Background information
- Origin: Garden Grove, California, United States
- Genres: Ska punk, indie rock
- Occupations: Musician, songwriter
- Instruments: Vocals, trumpet, guitar, keyboard
- Years active: 1993–present
- Labels: Mojo, Jive, At the Helm, Records from Another Place

= Scott Klopfenstein =

Scott Allen Klopfenstein is an American musician and a member of the band Reel Big Fish. He sings and plays trumpet, guitar, and keyboard.

Before joining Reel Big Fish, Klopfenstein played trumpet in Nuckle Brothers and trumpet and vocals in The Scholars. He briefly headed a side project called Pal with fellow former Scholars member Jesse Wilder, but then started The Littlest Man Band, which featured Dan Regan from Reel Big Fish, Vincent Walker from Suburban Legends, and three members of The Scholars. Reel Big Fish and The Littlest Man Band have performed at the same venues.

In 2005, Klopfenstein moved to New York City to live with his fiancée. In September, he was diagnosed with Guillain–Barré syndrome while touring New Zealand with Reel Big Fish. Klopfenstein was hospitalized immediately, and sent home to New York to recover. He rejoined the band for a New Year's Eve concert that year. While touring in Europe, Klopfenstein relapsed and was flown home from Amsterdam, unable to finish the rest of the tour. He subsequently returned to the band's lineup.

In September 2006, Klopfenstein married his fiancée, whom he has known since high school. In 2008, he played trumpet on the Less Than Jake album GNV FLA.

Klopfenstein retired from Reel Big Fish at the end of 2011, before the birth of his first child.

In concert, Klopfenstein often interacted with the audience and participated in banter with Barrett.

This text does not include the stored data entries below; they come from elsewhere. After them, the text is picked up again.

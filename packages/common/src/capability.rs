use std::fmt;
use std::str::FromStr;

use serde::{Deserialize, Serialize};

use crate::role::Role;

/// Tag for each record type exposed through the dashboard.
#[derive(Clone, Copy, Debug, PartialEq, Eq, Hash, Serialize, Deserialize, utoipa::ToSchema)]
#[serde(rename_all = "lowercase")]
pub enum EntityKind {
    Teacher,
    Student,
    Parent,
    Subject,
    Class,
    Lesson,
    Exam,
    Assignment,
    Result,
    Attendance,
    Event,
    Announcement,
}

impl EntityKind {
    pub const ALL: &'static [EntityKind] = &[
        Self::Teacher,
        Self::Student,
        Self::Parent,
        Self::Subject,
        Self::Class,
        Self::Lesson,
        Self::Exam,
        Self::Assignment,
        Self::Result,
        Self::Attendance,
        Self::Event,
        Self::Announcement,
    ];

    pub fn as_str(&self) -> &'static str {
        match self {
            Self::Teacher => "teacher",
            Self::Student => "student",
            Self::Parent => "parent",
            Self::Subject => "subject",
            Self::Class => "class",
            Self::Lesson => "lesson",
            Self::Exam => "exam",
            Self::Assignment => "assignment",
            Self::Result => "result",
            Self::Attendance => "attendance",
            Self::Event => "event",
            Self::Announcement => "announcement",
        }
    }
}

impl fmt::Display for EntityKind {
    fn fmt(&self, f: &mut fmt::Formatter<'_>) -> fmt::Result {
        f.write_str(self.as_str())
    }
}

/// Error when parsing an invalid entity tag.
#[derive(Debug, Clone, PartialEq, Eq)]
pub struct ParseEntityKindError {
    invalid: String,
}

impl fmt::Display for ParseEntityKindError {
    fn fmt(&self, f: &mut fmt::Formatter<'_>) -> fmt::Result {
        write!(f, "unknown entity '{}'", self.invalid)
    }
}

impl std::error::Error for ParseEntityKindError {}

impl FromStr for EntityKind {
    type Err = ParseEntityKindError;

    fn from_str(s: &str) -> Result<Self, Self::Err> {
        EntityKind::ALL
            .iter()
            .copied()
            .find(|kind| kind.as_str() == s)
            .ok_or_else(|| ParseEntityKindError {
                invalid: s.to_string(),
            })
    }
}

/// Write capabilities of one role on one entity.
///
/// The same table is consulted by the server before any mutation and by the
/// client when deciding whether to show an affordance, so the two can never
/// disagree.
#[derive(Clone, Copy, Debug, PartialEq, Eq, Serialize, Deserialize, utoipa::ToSchema)]
pub struct Capabilities {
    pub can_create: bool,
    pub can_update: bool,
    pub can_delete: bool,
}

impl Capabilities {
    pub const NONE: Capabilities = Capabilities {
        can_create: false,
        can_update: false,
        can_delete: false,
    };

    pub const FULL: Capabilities = Capabilities {
        can_create: true,
        can_update: true,
        can_delete: true,
    };

    pub fn any(&self) -> bool {
        self.can_create || self.can_update || self.can_delete
    }
}

/// The capability table.
///
/// Admins manage every entity. Teachers manage the records that hang off
/// their own lessons (the ownership check itself is the server's job);
/// students and parents never write.
pub fn capabilities(role: Role, entity: EntityKind) -> Capabilities {
    use EntityKind::*;

    match role {
        Role::Admin => Capabilities::FULL,
        Role::Teacher => match entity {
            Lesson | Exam | Assignment | Result | Attendance => Capabilities::FULL,
            _ => Capabilities::NONE,
        },
        Role::Student | Role::Parent | Role::None => Capabilities::NONE,
    }
}

#[cfg(test)]
mod tests {
    use super::*;

    #[test]
    fn admin_has_full_capabilities_everywhere() {
        for kind in EntityKind::ALL {
            assert_eq!(capabilities(Role::Admin, *kind), Capabilities::FULL);
        }
    }

    #[test]
    fn teacher_writes_only_lesson_linked_entities() {
        assert!(capabilities(Role::Teacher, EntityKind::Exam).can_create);
        assert!(capabilities(Role::Teacher, EntityKind::Attendance).can_delete);
        assert!(!capabilities(Role::Teacher, EntityKind::Student).any());
        assert!(!capabilities(Role::Teacher, EntityKind::Announcement).any());
    }

    #[test]
    fn read_only_roles_never_write() {
        for kind in EntityKind::ALL {
            assert!(!capabilities(Role::Student, *kind).any());
            assert!(!capabilities(Role::Parent, *kind).any());
            assert!(!capabilities(Role::None, *kind).any());
        }
    }

    #[test]
    fn entity_tags_parse() {
        for kind in EntityKind::ALL {
            assert_eq!(kind.as_str().parse::<EntityKind>().unwrap(), *kind);
        }
        assert!("grade".parse::<EntityKind>().is_err());
    }
}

In 2021, Klopfenstein starred in the video for We Are the Union's single, "Make It Easy".

In 2026, Klopfenstein was revealed to have returned to Reel Big Fish.

==Discography==
===With Reel Big Fish===
- Turn the Radio Off (1996)
- Why Do They Rock So Hard? (1998)
- Cheer Up! (2002)
- We're Not Happy 'til You're Not Happy (2005)
- Our Live Album Is Better than Your Live Album (2006)
- Duet All Night Long (2007)
- Monkeys for Nothin' and the Chimps for Free (2007)
- Fame, Fortune and Fornication (2009)
- A Best of Us for the Rest of Us (2010)

===With The Littlest Man Band===
- Better Book Ends (2004)

===Solo===
- Welcome to New York/The Hilarious (2019)
- Average Man (2020)
- Islands in the Stream (2021)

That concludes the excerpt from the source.